Smoke Free Zones
Residents could soon be consulted about whether the city’s parks and beaches should be smoke free areas. Later this month the Health and Wellbeing Board will be asked to approve a consultation asking whether people support the move for extending smoke free areas in Brighton & Hove.
The emphasis is on creating an environment free from second-hand smoke. Second-hand smoke is particularly dangerous for children. Children exposed to passive smoke are at higher risk of respiratory infections, asthma, bacterial meningitis and cot death. Second-hand smoke has been linked to around 165,000 new cases of disease among children in the UK each year.
A voluntary smoking ban already exists in all 42 of the city’s children’s playgrounds, which is already accepted by park goers. The proposed consultation is to gauge whether there is wider public support for extending the smoke free areas across the city.
At the next meeting on 21 July, the Health and Wellbeing board will consider a report looking at the benefits of establishing more smoke free public areas. If agreed, the consultation will run from the 22nd July for 12 weeks.
Despite many residents giving up smoking or not taking it up in the first place, smoking is still one of the city’s leading causes of premature death and health inequalities.
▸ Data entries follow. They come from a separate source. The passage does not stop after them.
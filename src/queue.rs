// src/queue.rs - Bounded bulk blocking queue
//
// Core features:
// - MPMC with strict FIFO order
// - Batch pop: wait for a minimum count, drain up to a maximum
// - Overflow policy: with a drop fn, the oldest half is dropped through
//   it before a new element is accepted; without one, producers block
// - Warning log at most once per second per queue when the threshold
//   is crossed

use log::warn;
use std::collections::VecDeque;
use std::sync::{Condvar, Mutex, MutexGuard};
use std::time::Duration;

use crate::time::monotonic_ms;

const WARN_INTERVAL_MS: u64 = 1000;

type DropFn<T> = Box<dyn Fn(T) + Send + Sync>;

/// Outcome of [`BlockingQueue::pop_front`].
#[derive(Debug, Clone, Copy, PartialEq, Eq)]
pub enum PopStatus {
    /// At least `min_n` items were delivered.
    Ready,
    /// The minimum count was not reached within the wait bound (any
    /// items present at the deadline are still drained into `out`).
    TimedOut,
}

struct Inner<T> {
    items: VecDeque<T>,
    drop_fn: Option<DropFn<T>>,
    warning_threshold: usize,
    last_warn_ms: u64,
    in_flight: usize,
    stopped: bool,
}

/// Bounded multi-producer / multi-consumer queue with batched dequeue.
///
/// `limit == 0` disables the bound. All waiters wake on push and on
/// [`stop`](Self::stop); after stop, `pop_front` times out immediately.
pub struct BlockingQueue<T> {
    name: String,
    limit: usize,
    inner: Mutex<Inner<T>>,
    not_empty: Condvar,
    not_full: Condvar,
}

impl<T> BlockingQueue<T> {
    pub fn new(name: impl Into<String>, limit: usize) -> Self {
        Self {
            name: name.into(),
            limit,
            inner: Mutex::new(Inner {
                items: VecDeque::new(),
                drop_fn: None,
                warning_threshold: usize::MAX,
                last_warn_ms: 0,
                in_flight: 0,
                stopped: false,
            }),
            not_empty: Condvar::new(),
            not_full: Condvar::new(),
        }
    }

    pub fn name(&self) -> &str {
        &self.name
    }

    pub fn limit(&self) -> usize {
        self.limit
    }

    fn lock(&self) -> MutexGuard<'_, Inner<T>> {
        self.inner.lock().unwrap_or_else(|p| p.into_inner())
    }

    /// Install the overflow drop handler; dropped items are passed to it
    /// oldest first.
    pub fn set_drop_fn(&self, f: impl Fn(T) + Send + Sync + 'static) {
        self.lock().drop_fn = Some(Box::new(f));
    }

    pub fn set_warning_threshold(&self, threshold: usize) {
        self.lock().warning_threshold = if threshold == 0 {
            usize::MAX
        } else {
            threshold
        };
    }

    fn warn_if_over_threshold(name: &str, inner: &mut Inner<T>) {
        if inner.items.len() <= inner.warning_threshold {
            return;
        }
        let now = monotonic_ms();
        if now.saturating_sub(inner.last_warn_ms) >= WARN_INTERVAL_MS {
            inner.last_warn_ms = now;
            warn!(
                "queue[{}] backlog {} exceeds warning threshold {}",
                name,
                inner.items.len(),
                inner.warning_threshold
            );
        }
    }

    /// Enforce the limit for one incoming element. With a drop fn, the
    /// oldest `limit/2` elements are removed through it; without one,
    /// blocks until a consumer makes room (or the queue stops).
    fn make_room<'a>(&'a self, mut inner: MutexGuard<'a, Inner<T>>) -> MutexGuard<'a, Inner<T>> {
        if self.limit == 0 {
            return inner;
        }
        loop {
            if inner.stopped || inner.items.len() < self.limit {
                return inner;
            }
            let state = &mut *inner;
            if let Some(drop_fn) = state.drop_fn.as_ref() {
                let drop_n = (self.limit / 2).max(1);
                for _ in 0..drop_n {
                    match state.items.pop_front() {
                        Some(item) => drop_fn(item),
                        None => break,
                    }
                }
                return inner;
            }
            inner = self
                .not_full
                .wait(inner)
                .unwrap_or_else(|p| p.into_inner());
        }
    }

    pub fn push(&self, item: T) {
        let mut inner = self.make_room(self.lock());
        if inner.stopped {
            return;
        }
        inner.items.push_back(item);
        Self::warn_if_over_threshold(&self.name, &mut inner);
        drop(inner);
        self.not_empty.notify_one();
    }

    /// Enqueue a whole batch under one critical section.
    pub fn push_bulk(&self, items: impl IntoIterator<Item = T>) {
        let mut inner = self.lock();
        for item in items {
            inner = self.make_room(inner);
            if inner.stopped {
                return;
            }
            inner.items.push_back(item);
        }
        Self::warn_if_over_threshold(&self.name, &mut inner);
        drop(inner);
        self.not_empty.notify_all();
    }

    /// Wait up to `wait_ms` for at least `min_n` items, then drain up to
    /// `max_n` into `out`. Existing contents of `out` are preserved.
    pub fn pop_front(
        &self,
        out: &mut Vec<T>,
        min_n: usize,
        max_n: usize,
        wait_ms: u64,
    ) -> PopStatus {
        let min_n = min_n.max(1);
        let deadline = monotonic_ms() + wait_ms;
        let mut inner = self.lock();

        let status = loop {
            if inner.items.len() >= min_n {
                break PopStatus::Ready;
            }
            if inner.stopped {
                break PopStatus::TimedOut;
            }
            let now = monotonic_ms();
            if now >= deadline {
                break PopStatus::TimedOut;
            }
            let (guard, _) = self
                .not_empty
                .wait_timeout(inner, Duration::from_millis(deadline - now))
                .unwrap_or_else(|p| p.into_inner().0);
            inner = guard;
        };

        let take = inner.items.len().min(max_n.max(min_n));
        inner.in_flight += take;
        out.extend(inner.items.drain(..take));
        drop(inner);
        if take > 0 {
            self.not_full.notify_all();
        }
        status
    }

    /// Acknowledge `n` previously popped items as fully processed.
    /// Consumers that participate in [`pending`](Self::pending)-based
    /// flushing must call this once their batch is done.
    pub fn ack(&self, n: usize) {
        let mut inner = self.lock();
        inner.in_flight = inner.in_flight.saturating_sub(n);
    }

    /// Queued items plus popped-but-unacknowledged items.
    pub fn pending(&self) -> usize {
        let inner = self.lock();
        inner.items.len() + inner.in_flight
    }

    pub fn size(&self) -> usize {
        self.lock().items.len()
    }

    /// Idempotent. Wakes every producer and consumer; subsequent pops
    /// time out immediately and subsequent pushes are discarded.
    pub fn stop(&self) {
        self.lock().stopped = true;
        self.not_empty.notify_all();
        self.not_full.notify_all();
    }

    pub fn is_stopped(&self) -> bool {
        self.lock().stopped
    }
}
According to the 2013 Household survey, smoking in Brighton & Hove is 25.2 per cent, which is above the England average of about 18 per cent.
Cllr Daniel Yates, chair of Health and Wellbeing Board, said: “The health benefits of smoke free areas and protecting children from second-hand smoke are well established. We’re keen to keep people safe from the effects of smoking in public areas, especially children who are most vulnerable. However we also want to ensure any measures taken have support of residents in the city. The report is a welcome addition to the meeting agenda.”
The areas being proposed to become smoke free, following consultation, are locations where children are most likely to be present, especially during school holidays at times when the parks and beaches are busiest.
Dr Tom Scanlon, Director of Public Health, said: “Tobacco smoke typically contains over 170 toxins including carcinogens and air pollutants. The benefits of smoke-free indoor areas are well established and accepted. Outdoor tobacco smoke dissipates more quickly than indoor smoke, but in certain concentrations and weather conditions it still poses an additional health risk to non-smokers. Several States in the US have adopted legislation to limit outdoor smoking in certain settings such as cafés, parks and places where there are children playing. The time is right to have the debate in Brighton & Hove as to whether we wish the same here.”